Non siamo tutti nati con una vocazione personale

Non siamo tutti nati con una vocazione personale

Siamo cresciuti con l’idea di dover avere un singolo scopo nella vita

Quando ho un po’ di tempo libero, mi piace guardare qualche video ispiratore su TED. Poco tempo fa, mi sono imbattuta in un interessante talk di Emilie Wapnick: “Why some of us don’t have one true calling” (“Perché alcuni di noi non hanno una vera vocazione”).

Il punto di partenza è semplice: a quanti di voi ha mai messo ansia la domanda “Che cosa vuoi fare da grande?“? Siamo abituati a sentirci rivolgere questa domanda fin da quando abbiamo 5 anni ma non tutti di noi sono in grado di rispondere. Alcuni di noi, non sono in grado di rispondere nemmeno a 30 o 40 anni.

La nostra cultura ritiene corretto seguire la propria vocazione nella vita, una passione alla quale dedicare tutte le proprie energie. Ritiene invece sbagliato, anormale, saltare incoerentemente da un lavoro ad un altro, da un determinato progetto ad uno completamente diverso.

In parole povere, nella nostra società vieni guardato male se non hai un interesse profondo, una strada da seguire, un singolo scopo nella vita.

Non sai cosa vuoi fare nella vita? Sei un ‘Multipotenziale’

L’autrice Wapnick, contraria a ciò, sottolinea l’esistenza di persone ‘Multipotenziali’, ovvero di persone curiose di argomenti diversi e vogliose di fare molte cose scollegate tra loro. Oltre a voler svolgere più cose contemporaneamente, queste persone, una volta raggiunta una certa conoscenza del tema, si annoiano e si lanciano in qualcosa di nuovo.

Questi individui, non solo non sono casi isolati, ma presentano anche dei notevoli punti di forza, dati proprio da questo lato del loro carattere. Principalmente, essi sono: sintesi di idee (combinare due o più campi e creare qualcosa di nuovo nell’intersezione), rapido apprendimento e adattabilità.
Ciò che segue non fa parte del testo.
use super::cleanup::IdleEviction;
use super::store::WindowStore;
use super::{quota, validate_rate, wait_until, Counters, Decision, LimiterKind, LimiterStats, RateLimiter};
use crate::clock::{Clock, WallClock};
use crate::{CallContext, ConfigError, StoreError};
use async_trait::async_trait;
use std::sync::Arc;
use std::time::Duration;

/// Key prefix used when the configuration does not name one.
pub const DEFAULT_KEY_PREFIX: &str = "floodgate:ratelimit";

/// Sliding-window limiter whose state lives in a shared [`WindowStore`], so every process
/// pointed at the same store enforces one limit per identity.
///
/// Timestamps come from [`WallClock`] by default because readings from different processes
/// must be comparable.
#[derive(Debug)]
pub struct DistributedLimiter {
    store: Arc<dyn WindowStore>,
    prefix: String,
    limit: u64,
    window_nanos: u64,
    clock: Arc<dyn Clock>,
    counters: Counters,
}

impl DistributedLimiter {
    pub fn new(
        store: Arc<dyn WindowStore>,
        prefix: impl Into<String>,
        limit: u64,
        window: Duration,
    ) -> Result<Self, ConfigError> {
        let window_nanos = validate_rate(limit, window)?;
        Ok(Self {
            store,
            prefix: prefix.into(),
            limit,
            window_nanos,
            clock: Arc::new(WallClock),
            counters: Counters::default(),
        })
    }

    pub fn with_clock(mut self, clock: Arc<dyn Clock>) -> Self {
        self.clock = clock;
        self
    }

    /// Store key for `identity`.
    pub fn key(&self, identity: &str) -> String {
        format!("{}:{}", self.prefix, identity)
    }
}

#[async_trait]
impl RateLimiter for DistributedLimiter {
    async fn acquire(&self, _ctx: &CallContext, identity: &str) -> Result<Decision, StoreError> {
        let now = self.clock.now_nanos();
        let key = self.key(identity);
        let outcome = self
            .store
            .trim_count_add(&key, now, self.window_nanos, self.limit)
            .await
            .map_err(|e| {
                tracing::warn!(key = %key, error = %e, "counter store failed");
                e
            })?;

        let decision = if outcome.admitted {
            Decision::Allowed { remaining: self.limit.saturating_sub(outcome.count) }
        } else {
            let oldest = outcome.oldest.unwrap_or(now);
            Decision::Denied {
                wait: wait_until(oldest.saturating_add(self.window_nanos), now),
                reason: "window_full",
            }
        };
        self.counters.record(&decision);
        Ok(decision)
    }

    async fn remaining(&self, identity: &str) -> i64 {
        let now = self.clock.now_nanos();
        match self.store.count(&self.key(identity), now, self.window_nanos).await {
            Ok(used) => quota(self.limit.saturating_sub(used)),
            Err(e) => {
                tracing::warn!(identity, error = %e, "counter store failed; reporting no quota");
                0
            }
        }
    }

    async fn reset(&self, identity: &str) {
        if let Err(e) = self.store.clear(&self.key(identity)).await {
            tracing::warn!(identity, error = %e, "failed to clear rate limit state");
        }
    }

    /// Identity state lives in the store, so the tracked and blocked counts are always zero.
    fn stats(&self) -> LimiterStats {
        LimiterStats {
            algorithm: LimiterKind::Distributed,
            tracked_identities: 0,
            blocked_identities: 0,
            admitted: self.counters.admitted(),
            rejected: self.counters.rejected(),
            limit: self.limit,
        }
    }
}

/// The store expires idle keys itself, so there is nothing to sweep locally.
impl IdleEviction for DistributedLimiter {
    fn evict_idle(&self) -> usize {
        0
    }

    fn eviction_interval(&self) -> Duration {
        Duration::from_nanos(self.window_nanos)
    }
}
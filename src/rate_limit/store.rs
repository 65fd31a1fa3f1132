use crate::StoreError;
use async_trait::async_trait;
use dashmap::DashMap;
use std::collections::VecDeque;
use std::sync::Arc;

/// Result of one atomic trim-count-add round trip.
#[derive(Debug, Clone, Copy, PartialEq, Eq)]
pub struct WindowOutcome {
    /// Whether the request was recorded.
    pub admitted: bool,
    /// Requests in the window after the operation (including this one when admitted).
    pub count: u64,
    /// Timestamp of the oldest request still in the window, if any.
    pub oldest: Option<u64>,
}

/// Shared counter store behind [`DistributedLimiter`](super::DistributedLimiter).
///
/// Timestamps are nanoseconds on a clock every participating process agrees on. Each method
/// must be a single atomic operation against the store: two processes racing on one key must
/// never both see room for the last slot.
#[async_trait]
pub trait WindowStore: Send + Sync + std::fmt::Debug {
    /// Drop entries at or before `now - window`, count the rest, and record `now` only when the
    /// count is below `limit`.
    async fn trim_count_add(
        &self,
        key: &str,
        now: u64,
        window: u64,
        limit: u64,
    ) -> Result<WindowOutcome, StoreError>;

    /// Entries in the window ending at `now`, without recording anything.
    async fn count(&self, key: &str, now: u64, window: u64) -> Result<u64, StoreError>;

    async fn clear(&self, key: &str) -> Result<(), StoreError>;
}

/// Lua script a Redis-backed [`WindowStore`] runs with `EVALSHA` for `trim_count_add`.
///
/// `KEYS[1]` is the identity key; `ARGV` is `now`, `window`, `limit` (nanoseconds, except
/// `limit`) and a member id unique per request. Returns `{admitted, count, oldest}` where
/// `oldest` is `-1` for an empty window. Redis runs scripts atomically, which is what makes the
/// three steps one operation.
pub const SLIDING_WINDOW_SCRIPT: &str = r#"
local key = KEYS[1]
local now = tonumber(ARGV[1])
local window = tonumber(ARGV[2])
local limit = tonumber(ARGV[3])

redis.call('ZREMRANGEBYSCORE', key, 0, now - window)
local count = redis.call('ZCARD', key)
local admitted = 0
if count < limit then
  redis.call('ZADD', key, now, ARGV[4])
  redis.call('PEXPIRE', key, math.ceil(window / 1000000))
  count = count + 1
  admitted = 1
end

local oldest = redis.call('ZRANGE', key, 0, 0, 'WITHSCORES')
local oldest_score = -1
if oldest[2] then
  oldest_score = tonumber(oldest[2])
end
return {admitted, count, oldest_score}
"#;

/// Process-local [`WindowStore`]. Clones share the same data, so several limiter instances
/// handed clones behave like processes sharing one Redis.
#[derive(Debug, Clone, Default)]
pub struct InMemoryWindowStore {
    windows: Arc<DashMap<String, VecDeque<u64>>>,
}

impl InMemoryWindowStore {
    pub fn new() -> Self {
        Self::default()
    }

    /// Keys currently holding entries.
    pub fn len(&self) -> usize {
        self.windows.len()
    }

    pub fn is_empty(&self) -> bool {
        self.windows.is_empty()
    }
}

fn trim(entries: &mut VecDeque<u64>, now: u64, window: u64) {
    while entries.front().is_some_and(|&t| t.saturating_add(window) <= now) {
        entries.pop_front();
    }
}

#[async_trait]
impl WindowStore for InMemoryWindowStore {
    async fn trim_count_add(
        &self,
        key: &str,
        now: u64,
        window: u64,
        limit: u64,
    ) -> Result<WindowOutcome, StoreError> {
        // The entry guard holds the shard lock for the whole sequence.
        let mut entries = self.windows.entry(key.to_string()).or_default();
        trim(&mut entries, now, window);
        let mut count = entries.len() as u64;
        let admitted = count < limit;
        if admitted {
            let stamp = entries.back().map_or(now, |&last| last.max(now));
            entries.push_back(stamp);
            count += 1;
        }
        Ok(WindowOutcome { admitted, count, oldest: entries.front().copied() })
    }

    async fn count(&self, key: &str, now: u64, window: u64) -> Result<u64, StoreError> {
        Ok(self.windows.get(key).map_or(0, |entries| {
            entries.iter().filter(|&&t| t.saturating_add(window) > now).count() as u64
        }))
    }

    async fn clear(&self, key: &str) -> Result<(), StoreError> {
        self.windows.remove(key);
        Ok(())
    }
}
Anche io sono un ‘Multipotenziale’, ma la gente non capisce

Ho 27 anni, sono perito edile, le mie principali esperienze lavorative sono nell’ambito educativo e sociale, ho una laurea in scienze della comunicazione e sono alla ricerca di lavoro. Ogni volta che qualcuno mi chiede cosa sto cercando, la mia risposta è diversa da quella precedente. L’unica cosa che non cambia è la mia confusione. Le mie risposte sono sempre molto vaghe: “Cerco questo ma sono anche aperta a quest’altra cosa“, “Mi piacerebbe provare questo ma forse sarei più brava in quest’altro“, “Leggo le offerte a caso e decido se potrebbero piacermi oppure no“.

Le risposte più gettonate sono:

  • Ah… Ok
  • Ma non ti piace qualcosa in particolare?
  • Se segui i consigli giusti, scoprire la propria passione è più semplice di quello che sembra“.

Il tutto accompagnato da uno sguardo che esprime un misto di tristezza, noia e “Povera ragazza, se non capirà cosa fare della sua vita non riuscirà mai a trovare qualcosa di decente e che la soddisfi“.

Il mondo non ha ancora imparato ad accettare la diversità

Tutto ciò è più evidente ora che sono alla ricerca di lavoro ma, in realtà, questa è la storia della mia vita. Da quando mi è stata rivolta per la prima volta la domanda Che cosa vuoi fare da grande?“, io mi sono sempre sentita sbagliata. Sbagliata perché non avevo idea della risposta e pensavo fosse una cosa negativa. Sbagliata perché non avevo passioni durature ma solo passeggere. Sbagliata perché non spendevo le mie intere giornate ad informarmi su qualcosa di specifico ma le passavo invece leggendo cose a caso. Sbagliata perché la gente mi guardava con quello sguardo che esprimeva pena – o incomprensione – nei miei confronti.

Solo ora, a 27 anni e grazie a persone come Emilie Wapnick, sto iniziando a imparare che non c’è nulla di male nell’avere molti interessi passeggeri. E, soprattutto, sto imparando che ciò che conta per davvero è sentirsi bene con sé stessi e con le proprie scelte. Mi guardo intorno e scopro di essere molto più felice io, giovane ragazza esploratrice della vita senza una meta, che molti miei coetanei che hanno deciso di seguire una passione solo perché imposto dall’esterno.

Siamo tutti diversi e, oltre ad accettare noi stessi per quello che siamo, dovremmo anche imparare ad accettare la diversità, preferendo risposte come “Raccontami meglio” a quelle “Ah… Ok”.